(RECORDS PROVIDED):
───

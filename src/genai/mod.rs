//! Generative-AI collaborator seams
//!
//! The engine never talks to a provider directly; it goes through the
//! [`Summarizer`] trait, and the live on/off switch comes from a
//! [`GenAiConfigSource`] that is consulted once per explanation call so
//! administrative changes take effect without a restart.

pub mod cohere;

use async_trait::async_trait;
use serde::{Deserialize, Serialize};

pub use cohere::CohereSummarizer;

/// Generative narrative provider. May fail on auth, quota, transport, or
/// malformed responses; callers are expected to recover.
#[async_trait]
pub trait Summarizer: Send + Sync {
    async fn summarize(&self, prompt: &str) -> anyhow::Result<String>;

    /// Provider name matched against the runtime configuration.
    fn provider(&self) -> &str;
}

/// Runtime switch for generative augmentation.
#[derive(Debug, Clone, Default, Serialize, Deserialize)]
pub struct GenAiConfig {
    pub enabled: bool,
    pub provider: String,
    pub api_key: String,
    /// Instruction appended to the recruiter prompt; the built-in default
    /// applies when empty.
    pub prompt_template: String,
}

impl GenAiConfig {
    /// Whether this configuration permits a generative call at all.
    pub fn is_usable(&self) -> bool {
        self.enabled && !self.provider.trim().is_empty() && !self.api_key.trim().is_empty()
    }
}

/// Live-reloadable source of [`GenAiConfig`]. Implementations typically
/// read an admin store; the engine never caches the result across calls.
pub trait GenAiConfigSource: Send + Sync {
    fn fetch(&self) -> GenAiConfig;
}

/// Fixed configuration, for hosts without an admin store and for tests.
pub struct StaticGenAiConfig {
    config: GenAiConfig,
}

impl StaticGenAiConfig {
    pub fn new(config: GenAiConfig) -> Self {
        Self { config }
    }

    /// A source that always reports generative augmentation as off.
    pub fn disabled() -> Self {
        Self {
            config: GenAiConfig::default(),
        }
    }
}

impl GenAiConfigSource for StaticGenAiConfig {
    fn fetch(&self) -> GenAiConfig {
        self.config.clone()
    }
}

───

Could you retype exactly the lines above from the one containing "pub fn new(config: GenAiConfig)" through the last line of the records, both included, and nothing else?

    pub fn new(config: GenAiConfig) -> Self {
        Self { config }
    }

    /// A source that always reports generative augmentation as off.
    pub fn disabled() -> Self {
        Self {
            config: GenAiConfig::default(),
        }
    }
}

impl GenAiConfigSource for StaticGenAiConfig {
    fn fetch(&self) -> GenAiConfig {
        self.config.clone()
    }
}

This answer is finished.